Marco Pannella, la nonviolenza come sinonimo di liberalismo

Dalla Rassegna stampa

“Io non lotto per la mia legalità, ma perché sia rispettata la legge che si sono dati coloro che per primi la violano". Basta questa frase a riassumere emblematicamente la lunghissima vicenda politica di Marco Pannella. La si può leggere nell’intensa, partecipata, biografia dedicata all’esponente radicale da Valter Vecellio edita da Rubbettino con un titolo quanto mai appropriato, Marco Pannella, biografia di un irregolare (euro18,00). Non ci offre soltanto il ritratto a tutto tondo di un uomo la cui vita s’identifica con la passione per la verità e la tenace lotta nonviolenta per l’affermazione, sempre e ovunque, di una speranza liberale, ma anche e soprattutto un ampio e approfondito spaccato di storia, anzi di storie.

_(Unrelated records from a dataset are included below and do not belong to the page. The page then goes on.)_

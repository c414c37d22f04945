//! HTTP client utilities shared by every endpoint.
//!
//! Client construction, header handling, logged body encoding/decoding and
//! mapping of non-success responses to [`ClientError::Api`].

use async_trait::async_trait;
use itertools::Itertools;
use reqwest::{Client, RequestBuilder, Response, StatusCode};
use serde::de::DeserializeOwned;
use serde::{Deserialize, Serialize};
use std::collections::HashMap;
use tracing::{trace, warn};

use crate::client::ClientError;
use crate::options::TransportOptions;

/// Build a configured HTTP client from transport options.
///
/// This applies common configuration like timeouts and proxies.
pub fn build_http_client(transport_options: &TransportOptions) -> Result<Client, reqwest::Error> {
    let mut builder = Client::builder();

    if let Some(timeout) = transport_options.timeout {
        builder = builder.timeout(timeout);
    }

    if let Some(proxy_url) = &transport_options.proxy {
        builder = builder.proxy(reqwest::Proxy::all(proxy_url)?);
    }

    builder.build()
}

/// Add extra headers to a request if specified in transport options.
pub fn add_extra_headers(
    mut request: RequestBuilder,
    extra_headers: &Option<HashMap<String, String>>,
) -> RequestBuilder {
    if let Some(headers) = extra_headers {
        for (key, value) in headers {
            request = request.header(key, value);
        }
    }
    request
}

/// JSON request bodies with trace logging.
pub trait RequestBuilderExt {
    fn json_logged<T: Serialize + ?Sized>(self, body: &T) -> Self;
}

impl RequestBuilderExt for RequestBuilder {
    fn json_logged<T: Serialize + ?Sized>(self, body: &T) -> Self {
        if tracing::enabled!(tracing::Level::TRACE) {
            if let Ok(text) = serde_json::to_string(body) {
                trace!(body = %text, "request body");
            }
        }
        self.json(body)
    }
}

/// Response handling with trace logging.
#[async_trait]
pub trait ResponseExt: Sized {
    /// Turn a non-2xx response into [`ClientError::Api`].
    async fn ensure_success(self) -> Result<Self, ClientError>;

    /// Read the body as text, logging it.
    async fn text_logged(self) -> Result<String, ClientError>;

    /// Read the body and decode it as JSON, logging the raw text.
    async fn json_logged<T: DeserializeOwned>(self) -> Result<T, ClientError>;
}

#[async_trait]
impl ResponseExt for Response {
    async fn ensure_success(self) -> Result<Self, ClientError> {
        let status = self.status();
        if status.is_success() {
            return Ok(self);
        }

        let body = self.text().await.unwrap_or_default();
        warn!(%status, "API request failed");
        Err(handle_error_response(status, &body))
    }

    async fn text_logged(self) -> Result<String, ClientError> {
        let text = self.text().await?;
        trace!(body = %text, "response body");
        Ok(text)
    }

    async fn json_logged<T: DeserializeOwned>(self) -> Result<T, ClientError> {
        let text = self.text_logged().await?;
        Ok(serde_json::from_str(&text)?)
    }
}

/// Build the error for a non-success response.
///
/// Falls back to the raw body, or the status reason, when the body is not one
/// of the API's error shapes.
pub fn handle_error_response(status: StatusCode, body: &str) -> ClientError {
    let message = match serde_json::from_str::<ApiErrorBody>(body) {
        Ok(ApiErrorBody::Validation { detail }) => detail
            .iter()
            .map(|d| {
                if d.loc.is_empty() {
                    d.msg.clone()
                } else {
                    format!("{}: {}", d.loc.iter().map(location_part).join("."), d.msg)
                }
            })
            .join("; "),
        Ok(ApiErrorBody::Detail { detail }) => detail,
        Ok(ApiErrorBody::Message { message, error_type }) => match error_type {
            Some(error_type) => format!("{} ({})", message, error_type),
            None => message,
        },
        Err(_) if !body.trim().is_empty() => body.trim().to_string(),
        Err(_) => status.canonical_reason().unwrap_or("unknown error").to_string(),
    };

    ClientError::Api { status, message }
}

fn location_part(part: &serde_json::Value) -> String {
    match part {
        serde_json::Value::String(s) => s.clone(),
        other => other.to_string(),
    }
}

// --- API Error Types ---

#[derive(Debug, Deserialize)]
#[serde(untagged)]
enum ApiErrorBody {
    Validation {
        detail: Vec<ValidationDetail>,
    },
    Detail {
        detail: String,
    },
    Message {
        message: String,
        #[serde(rename = "type")]
        error_type: Option<String>,
    },
}

#[derive(Debug, Deserialize)]
struct ValidationDetail {
    #[serde(default)]
    loc: Vec<serde_json::Value>,
    msg: String,
}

Sì, perché ripercorrendo l’azione politica di Pannella storie diverse e parallele finiscono per intrecciarsi ed essere messe a fuoco, storie riconducibili alla contrapposizione tra liberalismo, da un lato, e concezione totalitaria della società, dall’altro.
 
 Non è un caso se i più ostili a Pannella e a ciò che in questi lunghi anni, con la sua parola e il suo corpo, ha saputo esprimere e conquistare (per tutti, senza distinzione alcuna) siano sempre stati comunisti e, in genere, massimalisti. Ed ecco, quindi, Pannella ricordare a Togliatti nel 1959, in una lettera aperta, che "poche lotte si sono combattute più aspre e continue di quelle che hanno opposto democratici e comunisti", denunciare nel "1966 che "bisogna sfatare il mito di un’opposizione totale del Pci al sistema, per analizzare invece anche la storia di compromissioni", correre nel 1968, con un manipolo di radicali (tra cui Marcello Baraghini, futuro editore di Stampa Alternativa), nelle piazze dei paesi dell’Est per essere prima arrestato e poi espulso, o, ancora, rinfacciare nel 1979 in pieno congresso del Pci l’episodio di via Rasella.
 
"Da una vita", dice, "inseguo i comunisti per assorbirli, megalomane come sono, nella rivoluzione liberale". Per tutta risposta gli sono giunte invettive, contumelie, incomprensioni fino al veto alla sua presenza al parlamento italiano e in quello europeo. Nella scorsa legislatura, poi, gli fu negato un seggio in Senato che gli sarebbe, invece, spettato. Ostracizzato in patria, altamente considerato all’estero per l’instancabile impegno transnazionale a favore dei diritti di popoli perseguitati, contro la pena di morte e per trovare una soluzione allo sterminio per fame nel mondo, Pannella ha destato l’interesse e ricevuto la stima di uomini di cultura, di scienza, di esponenti religiosi come il Dalai Lama. Ma chi è, in realtà, quest’uomo che ad ottant’anni ricorre allo sciopero della fame e della sete per scongiurare che il cappio del boia si stringa sul collo di un Caino come Tarek Aziz e richiamare l’attenzione sull’inferno della situazione carceraria in Italia? È  un copernicano in un mondo di tolemaici, come sosteneva Elio Vittoriani, o un Proteo multiforme che ha tentato di costituire una alternativa religiosa laica alla cultura cattolica del popolo italiano, secondo la definizione di Gianni Baget Bozzo? Oppure, come ha affermato Enzo Bianchi, priore di Bose, è un esigente che pone con lealtà domande che interpellano il dettato evangelico?
 
Probabilmente è tutto questo insieme ma anche di più e di altro. E il libro di Valter Vecellio, senza cadere nell’apologetica, ce lo spiega molto bene. Pannella è il politico che, a dispetto della corruzione di ogni tipo di potere, rivendica la dignità e la nobiltà della tensione civile, rimarcando che è giunto il tempo di "edificare la felicità in concrete azioni di fiducia attraverso il dialogo, la parola"; è un innamorato del diritto o, se si vuole, un persuaso, per ricorrere a un termine di Michelstaedter, che si è sempre, in ogni modo, sforzato di indicare una via d’uscita "dal disastro che incombe e che viviamo", un lungimirante che al machiavellismo d’accatto ha contrapposto la ferma convinzione che i mezzi prefigurano e qualificano il fine, uno che, come scrisse Piero Calabrese, "ci ha insegnato ad essere liberi, a diventare migliori, a farci testimoni del nostro tempo".
 
Forse è per questo che, in uno scenario degradato e degradante come il nostro, si erge in luminosa solitudine.